7th MMGM: The Astonishing Maybe by Shaunta Grimes (review & interview)

Welcome to Day 19 of the 7th Annual March MG Madness! Click here to see the full schedule and links to other days.

The Astonishing Maybe 
By Shaunta Grimes 
March 16, 2019 
Feiwel and Friends 

A middle-grade novel about a girl searching for her father and the boy who helps her find him. 

Gideon hates the idea of moving to Nevada from the East Coast. It's so empty and hot in his new neighborhood. Only one person his age lives nearby: the girl next door, Roona. 

Gid notices right away that Roona is . . . different. She wears roller skates and a blanket as a cape when she needs to feel strong. What he doesn't bargain for, however, is how far outside his comfort zone Roona will take him as she enlists his help in finding her long-gone father. For a kid who's not allowed to ride his bike more than a few blocks from home, this will be the adventure of a lifetime. 

Friendship, heartbreak, and defining what family means are rarely as sensitively, beautifully portrayed in middle-grade fiction. Shaunta Grimes is an extraordinary new talent. 

Upcoming seventh grader, Gideon, hates that his family has relocated to hot, dry Nevada. He hates that the only kid in his neighborhood is Roona, a girl his age that wears roller skates, a swimsuit over her clothes, and a blanket cape. But then Gideon gets to know Roona and discovers that different can be good. And when Roona enlist his help to find her long-gone father, Gideon finds himself caught up in more than he may be able to handle. 

Shaunta Grimes’ The Astonishing Maybe is a deeply felt coming of age middle-grade, with captivating storytelling, endearing characters, and a poignant story sure to stay with readers for a long time. 

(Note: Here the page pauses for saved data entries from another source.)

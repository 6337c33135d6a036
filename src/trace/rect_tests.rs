use serde_json::json;

use super::*;

#[test]
fn rects_become_closed_polygons() {
    let trace = rects(&[(0.0, 0.0, 2.0, 1.0)], &RectOptions::default()).unwrap();

    assert_eq!(
        trace.get("x"),
        Some(&json!([0.0, 0.0, 2.0, 2.0, 0.0, null]))
    );
    assert_eq!(
        trace.get("y"),
        Some(&json!([0.0, 1.0, 1.0, 0.0, 0.0, null]))
    );
    assert_eq!(trace.get("fill"), Some(&json!("toself")));
    assert_eq!(trace.get("fillcolor"), Some(&json!("gray")));
    assert_eq!(trace.get("line"), Some(&json!({"width": 1.0, "color": "black"})));
}

#[test]
fn no_fill_color_means_no_fill() {
    let options = RectOptions {
        fill_col: None,
        frame_col: None,
        ..Default::default()
    };
    let trace = closures(&[vec![(0.0, 0.0), (1.0, 0.0), (0.5, 1.0)]], &options).unwrap();

    assert_eq!(trace.get("fill"), None);
    assert_eq!(trace.get("fillcolor"), None);
    assert_eq!(trace.get("line"), Some(&json!({"width": 1.0})));
}

#[test]
fn empty_polygons_are_skipped() {
    let trace = closures(&[vec![], vec![(1.0, 1.0)]], &RectOptions::default()).unwrap();
    assert_eq!(trace.get("x"), Some(&json!([1.0, 1.0, null])));
}

#[test]
fn rect_shapes_carry_fill_and_frame() {
    let shapes = rects_shape(
        &[(0.0, 0.0, 0.5, 1.0)],
        &RectShapeOptions {
            xref: "paper".to_string(),
            layer: "below".to_string(),
            ..Default::default()
        },
    )
    .unwrap();

    let shape = shapes[0].to_value();
    assert_eq!(shape["type"], json!("rect"));
    assert_eq!(shape["xref"], json!("paper"));
    assert_eq!(shape["fillcolor"], json!("grey"));
    assert_eq!(shape["line"], json!({"color": "black", "width": 1.0}));
    assert_eq!(shape["layer"], json!("below"));
}

#[test]
fn rect_shape_rejects_bad_refs() {
    let options = RectShapeOptions {
        yref: "x".to_string(),
        ..Default::default()
    };
    assert!(rects_shape(&[(0.0, 0.0, 1.0, 1.0)], &options).is_err());
}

Sweet humor, a bit of adventure, a splash of maybe magical realism, a handful of wonderful character building, and a heaping of heart all come together to create a refreshingly honest and relatable story that young readers will connect with. Grimes deftly explores mental illness, abuse, grief, love, and what it means to be family, and does so with age appropriate authenticity and care. The heart and soul of The Astonishing Maybe are, of course, its characters, and Grimes has done a stellar job of crafting wholly engaging, complex, and realistic characters. Separately, Gideon and Roona are both unique and great, but together they are just fantastic. I really love the sweet, genuine, supportive friendship that grows between these two. 

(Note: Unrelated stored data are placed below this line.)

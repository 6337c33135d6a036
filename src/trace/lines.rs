use serde_json::Value;

use super::{ColorSpec, ScatterOptions, Trace, check_layer, check_ref, scatter};
use crate::error::{Result, ensure_len};
use crate::layout::Shape;
use crate::props::{Data, Props};

/// Line segment `(x0, y0, x1, y1)`.
pub type Coord = (f64, f64, f64, f64);

/// Options for [`lines`].
#[derive(Debug, Clone)]
pub struct LinesOptions {
    /// One text per segment.
    pub text: Option<Vec<String>>,
    pub width: f64,
    /// Line color; `None` leaves it to the layout's colorway.
    pub col: Option<String>,
    pub opacity: Option<f64>,
    pub name: Option<String>,
    pub show_legend: bool,
    pub show_init: bool,
    pub use_webgl: bool,
}

impl Default for LinesOptions {
    fn default() -> Self {
        Self {
            text: None,
            width: 1.0,
            col: Some("black".to_string()),
            opacity: None,
            name: None,
            show_legend: false,
            show_init: true,
            use_webgl: false,
        }
    }
}

/// Draw a collection of line segments sharing width and color as a single
/// scatter trace. Segments are separated by `null` points.
///
/// # Errors
/// Returns an error if `text` is given with a length other than the number
/// of segments.
pub fn lines(coords: &[Coord], options: &LinesOptions) -> Result<Trace> {
    let segments: Vec<[(Value, Value); 2]> = coords
        .iter()
        .map(|&(x0, y0, x1, y1)| {
            [
                (Value::from(x0), Value::from(y0)),
                (Value::from(x1), Value::from(y1)),
            ]
        })
        .collect();
    segment_trace(&segments, options)
}

/// Segments given as point pairs; x values may be categories.
pub(super) fn segment_trace(
    segments: &[[(Value, Value); 2]],
    options: &LinesOptions,
) -> Result<Trace> {
    let mut xs = Vec::with_capacity(segments.len() * 3);
    let mut ys = Vec::with_capacity(segments.len() * 3);
    for [(x0, y0), (x1, y1)] in segments {
        xs.extend([x0.clone(), x1.clone(), Value::Null]);
        ys.extend([y0.clone(), y1.clone(), Value::Null]);
    }

    let text = match &options.text {
        Some(text) => {
            ensure_len("text", text.len(), "# of lines", segments.len())?;
            Some(
                text.iter()
                    .flat_map(|t| [t.clone(), t.clone(), String::new()])
                    .collect(),
            )
        }
        None => None,
    };

    scatter(
        Data::from(xs),
        Data::from(ys),
        &ScatterOptions {
            text,
            mode: "lines".to_string(),
            line_width: options.width,
            col: options.col.as_deref().map(ColorSpec::from),
            opacity: options.opacity,
            name: options.name.clone(),
            show_legend: options.show_legend,
            show_init: options.show_init,
            use_webgl: options.use_webgl,
            ..Default::default()
        },
    )
}

/// Options for [`lines_shape`].
#[derive(Debug, Clone)]
pub struct LineShapeOptions {
    pub width: f64,
    pub col: String,
    pub opacity: Option<f64>,
    /// `"x"` or `"paper"` (relative position within the whole x-axis).
    pub xref: String,
    /// `"y"` or `"paper"`.
    pub yref: String,
    /// `"above"` or `"below"` the traces.
    pub layer: String,
}

impl Default for LineShapeOptions {
    fn default() -> Self {
        Self {
            width: 1.0,
            col: "black".to_string(),
            opacity: None,
            xref: "x".to_string(),
            yref: "y".to_string(),
            layer: "above".to_string(),
        }
    }
}

/// Non-interactive line shapes, one per segment.
///
/// # Errors
/// Returns an error if `xref`, `yref` or `layer` is not an allowed value.
pub fn lines_shape(coords: &[Coord], options: &LineShapeOptions) -> Result<Vec<Shape>> {
    check_ref("xref", &options.xref, "x")?;
    check_ref("yref", &options.yref, "y")?;
    check_layer(&options.layer)?;

    Ok(coords
        .iter()
        .map(|&(x0, y0, x1, y1)| {
            let props = Props::new()
                .set("type", "line")
                .set("xref", options.xref.as_str())
                .set("yref", options.yref.as_str())
                .set("x0", x0)
                .set("y0", y0)
                .set("x1", x1)
                .set("y1", y1)
                .set_obj(
                    "line",
                    Props::new()
                        .set("color", options.col.as_str())
                        .set("width", options.width),
                )
                .set_opt("opacity", options.opacity)
                .set("layer", options.layer.as_str());
            Shape::from_map(props.into_map())
        })
        .collect())
}

#[cfg(test)]
#[path = "lines_tests.rs"]
mod tests;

The Astonishing Maybe is an unforgettable gem that will, at times, tickle the funny bone, captivate the mind, and stir the soul.  

Q1. What three words best describe your book The Astonishing Maybe? 

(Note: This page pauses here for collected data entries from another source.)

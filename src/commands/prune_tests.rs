use std::fs;
use std::path::PathBuf;

use serde_json::json;
use tempfile::TempDir;

use super::*;
use crate::defaults::IFRAME_DIR;

fn notebook_dir() -> TempDir {
    let dir = TempDir::new().unwrap();
    let iframe_dir = dir.path().join(IFRAME_DIR);
    fs::create_dir_all(&iframe_dir).unwrap();
    fs::write(iframe_dir.join("used.html"), "").unwrap();
    fs::write(iframe_dir.join("stale.html"), "").unwrap();
    let notebook = json!({"cells": [{"outputs": [{"data": {
        "text/html": ["<iframe\n", format!("src=\"{IFRAME_DIR}/used.html\"\n"), "></iframe>"]
    }}]}]});
    fs::write(dir.path().join("plots.ipynb"), notebook.to_string()).unwrap();
    dir
}

#[test]
fn dry_run_keeps_files() {
    let dir = notebook_dir();

    let report = run_prune_impl(dir.path(), true).unwrap();

    assert_eq!(report.removed, vec![PathBuf::from(IFRAME_DIR).join("stale.html")]);
    assert!(dir.path().join(IFRAME_DIR).join("stale.html").exists());
}

#[test]
fn prune_removes_unused_files() {
    let dir = notebook_dir();

    let report = run_prune_impl(dir.path(), false).unwrap();

    assert_eq!(report.kept.len(), 1);
    assert!(!dir.path().join(IFRAME_DIR).join("stale.html").exists());
    assert!(dir.path().join(IFRAME_DIR).join("used.html").exists());
}

#[test]
fn prune_rejects_missing_directory() {
    let dir = TempDir::new().unwrap();

    let err = run_prune_impl(&dir.path().join("missing"), false).unwrap_err();

    assert!(err.to_string().contains("Not a directory"));
}

#[test]
fn report_lists_removed_files() {
    let report = PruneReport {
        kept: vec![PathBuf::from("iframe_figures/a.html")],
        removed: vec![PathBuf::from("iframe_figures/b.html")],
    };

    assert_eq!(
        format_prune_report(&report, false),
        "Removed: iframe_figures/b.html\n1 kept, 1 removed\n"
    );
    assert_eq!(
        format_prune_report(&report, true),
        "Unused: iframe_figures/b.html\n1 kept, 1 unused\n"
    );
}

Adventure, Friends, and Secrets 

Q2. Grab a copy of The Astonishing Maybe? and answer the following 
Favorite chapter?  
I love Chapter 7, when Gideon and Roona get to Nellis Air Force Base. 

Favorite page?  
Page 41, the first time Roona tells a story about her mother’s baking. 

Favorite setting?  
Logandale is a real place and it’s very special to me because my dad lives there. 

Flip to a random page and give us a 1-2 sentences teaser:  
Mom reached for me again, this time brushing the hair from my forehead. “We can’t make people take care of themselves, Gideon. That’s just a fact of life.” 

Q3. What inspired The Astonishing Maybe? How did the story come to be? 

It all started with Wonder Roo. When my daughter Ruby (she’s 14 now) was little, she loved superheroes. Really loved them. She used to dress up just like Roona does, with a swimsuit over her clothes and a baby blanket around her neck, and we called her Wonder RooIt turned out, though, that Roona is much more like me when I was young and Gideon was inspired by what I imagine my husband was like when he was twelve.   When I was a little older than Roona, my father was an inmate at the civilian prison that used to be at Nellis Air Force Base. (It was closed after 9-11.) I spent a lot of time visiting him there.  

Q4. Tell us a bit about your characters Gideon and Roona. What makes them special? What do you love about them? 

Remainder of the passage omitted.